Canklow was a small hamlet in the parish of Whiston.

Bromley Sands, 1854
map detailing Bromley Sands , 1854
Westgate,to the north, was a good residential district, the gardens of many of the houses running to the bank of the River Rother. At the bottom of Water Lane, pleasure boats were let out on hire by Geo. Thompson. The water was clear and also suitable for bathing, Bromley Sands was the popular place. The banks were green with small trees, there was shade on hot summers days.

People and Places

Canklow Mill and Bridge

Canklow, 1854
map detailing Canklow , 1854



Until the sinking of Rotherham Main Colliery, there were few houses.





Canklow Mill, 1854 map detailing Canklow Mill , 1854
On 5 Jul 1783 John Taylor of Canklow Mills was given the lease for 99 years. Canklow House and Canklow Mill House are noted on a map dated 1854. John Jackson was proprieter of Canklow Mill. Source Pigot and Co.'s Royal National and Commercial Directory and Topography of the Counties of York, Leicester & Rutland, Lincoln, Northampton and Nottingham, 1841, DateBand 1750-1850

Slater's Commercial Directory of 1855, lists Thomas Hopwood as a Corn Factor at Canklow Mills.

Chas Garfit was Corn Miller in 1862 - Directory & Topography of Sheffield, 1862

The Sheffield Directory of 1856 lists a George Moorhouse as a Corn Miller at Canklow Mills.

In 1858 the Duke of Norfolk granted lease of land with Cornmill attached, called Canklow Mill, with the Old Drying Kiln, 5 messuages, cottages, smith's shop to Charles Garfit of Dunlee, co. Cork., at a rent of 85

In the 1869 directory George Appleyard was recorded as of Canklow Mill.

By 1901 Castle Avenue and Warden Street had been established on Canklow Lane - now called Canklow Road.

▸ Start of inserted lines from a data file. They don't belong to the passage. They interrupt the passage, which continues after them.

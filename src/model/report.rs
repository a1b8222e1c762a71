use std::collections::BTreeMap;

use chrono::{DateTime, Utc};
use serde::{Deserialize, Serialize};
use serde_json::{Map, Value};

use super::employee::Employee;

/// One employee line of a salary report, captured at generation time.
#[derive(Debug, Clone, PartialEq, Serialize, Deserialize)]
#[serde(rename_all = "camelCase")]
pub struct ReportLine {
    pub employee_id: String,
    pub name: String,
    pub salary: String,
    pub department: String,
}

impl From<&Employee> for ReportLine {
    fn from(employee: &Employee) -> Self {
        Self {
            employee_id: employee.id.clone(),
            name: employee.full_name(),
            salary: employee.salary.clone(),
            department: employee.department.clone(),
        }
    }
}

#[derive(Debug, Clone, Default, PartialEq, Serialize, Deserialize)]
#[serde(rename_all = "camelCase")]
pub struct DepartmentTotal {
    pub total_salary: f64,
    pub employee_count: u32,
}

#[derive(Debug, Clone, PartialEq, Serialize, Deserialize)]
#[serde(rename_all = "camelCase")]
pub struct Report {
    pub report_no: String,
    #[serde(default)]
    pub date: Option<String>,
    #[serde(default)]
    pub details: Vec<ReportLine>,
    #[serde(default)]
    pub department_totals: BTreeMap<String, DepartmentTotal>,
    #[serde(default)]
    pub total_salary: f64,
    #[serde(default, skip_serializing_if = "Option::is_none")]
    pub generated_by: Option<String>,
    #[serde(default, skip_serializing_if = "Option::is_none")]
    pub generated_at: Option<DateTime<Utc>>,

    #[serde(flatten)]
    pub extra: Map<String, Value>,
}

/// Per-department salary totals. Salaries that do not parse count as zero.
pub fn department_totals(lines: &[ReportLine]) -> BTreeMap<String, DepartmentTotal> {
    let mut totals: BTreeMap<String, DepartmentTotal> = BTreeMap::new();
    for line in lines {
        let salary = line.salary.trim().replace(',', "").parse::<f64>().unwrap_or(0.0);
        let entry = totals.entry(line.department.clone()).or_default();
        entry.total_salary += salary;
        entry.employee_count += 1;
    }
    totals
}
//! CSV rendering of stored records.

use serde_json::Value;

/// Header row is the key set of the first record; every later record is
/// projected onto those columns. Values are always quoted.
pub fn records_to_csv(records: &[Value]) -> String {
    let Some(Value::Object(first)) = records.first() else {
        return String::new();
    };
    let columns: Vec<&String> = first.keys().collect();

    let mut lines = Vec::with_capacity(records.len() + 1);
    lines.push(
        columns
            .iter()
            .map(|col| header_cell(col))
            .collect::<Vec<_>>()
            .join(","),
    );

    for record in records {
        lines.push(
            columns
                .iter()
                .map(|col| quote(&cell_text(record.get(col.as_str()))))
                .collect::<Vec<_>>()
                .join(","),
        );
    }

    lines.join("\n")
}

fn cell_text(value: Option<&Value>) -> String {
    match value {
        None | Some(Value::Null) => String::new(),
        Some(Value::String(text)) => text.clone(),
        Some(Value::Number(number)) => number.to_string(),
        Some(Value::Bool(flag)) => flag.to_string(),
        Some(other) => other.to_string(),
    }
}

fn quote(text: &str) -> String {
    format!("\"{}\"", text.replace('"', "\"\""))
}

fn header_cell(name: &str) -> String {
    if name.contains([',', '"', '\n', '\r']) {
        quote(name)
    } else {
        name.to_string()
    }
}

#[cfg(test)]
mod tests {
    use super::*;
    use pretty_assertions::assert_eq;
    use serde_json::json;

    #[test]
    fn empty_collection_exports_nothing() {
        assert_eq!(records_to_csv(&[]), "");
    }

    #[test]
    fn columns_follow_first_record() {
        let records = vec![
            json!({"id": "EMP1001", "firstName": "Ada", "salary": 50000}),
            json!({"id": "EMP1002", "firstName": "Grace", "extra": "ignored"}),
        ];

        assert_eq!(
            records_to_csv(&records),
            "id,firstName,salary\n\
             \"EMP1001\",\"Ada\",\"50000\"\n\
             \"EMP1002\",\"Grace\",\"\""
        );
    }

    #[test]
    fn quotes_are_doubled() {
        let records = vec![json!({"address": "12 \"Main\" St, Kingston"})];
        assert_eq!(
            records_to_csv(&records),
            "address\n\"12 \"\"Main\"\" St, Kingston\""
        );
    }

    #[test]
    fn nested_values_render_as_json() {
        let records = vec![json!({"badge": {"floor": 3}, "note": null})];
        assert_eq!(
            records_to_csv(&records),
            "badge,note\n\"{\"\"floor\"\":3}\",\"\""
        );
    }
}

Canklow Terrace was built for the mining deputies and undermanagers on West Bawtry Road, on land behind Canklow House, which had been built in 1767 by John Platt for a J. Taylor

In 1854 John Bartholomew Rotheram, a millwright and machine maker lived at Canklow House.

Looking at the 1891 census, the residents of Canklow Hall were John Shore, a colliery Engine Wright, and family. The occupants of Canklow Mill House were Isaac Ford, Colliery Manager, and his family.

Also noted as living in Canklow were: Thomas Dobson, Colliery Horsekeeper Henry Platts, Foreman Carpenter

Canklow Terminus
Canklow Terminus

There were also six families living at Old Mill , this was an area nearer to Whiston.

Bentley's Old Brewery, Canklow Road, Rotherham, was demolished in 1965.

Colliery Disaster of 1891

A terrible mining accident occurred at Canklow in the summer of 1891, when eight men, without warning, were precipitated from a wooden platform in the shaft to the bottom, some sixty feet below. Two of them had miraculous escapes. One man named Drabble, during his descent came in contact with a large hook dangling on one of the chains supporting the platform, which tore into his leg, he refused assistance until others had been attended to. A Night foreman named Clarke, behaved nobly in his attempt to rescue the men. As a result, both men were acknowledged for their heroism and awarded the Albert Medal for saving life. Source: Times Newspaper

Canklow Wood

Canklow Canklow is bordered on the east by Canklow Woods and Boston Park

Designated an ancient woodland, belonging to the 7th Earl of Shrewsbury, from between 1598 and 1616, and then the Dukes of Norfolk ; the wood is of national importance for archaeology as the summit and eastern edge of the site has the remains of a settlement that was occupied from the Bronze age through to early Roman times.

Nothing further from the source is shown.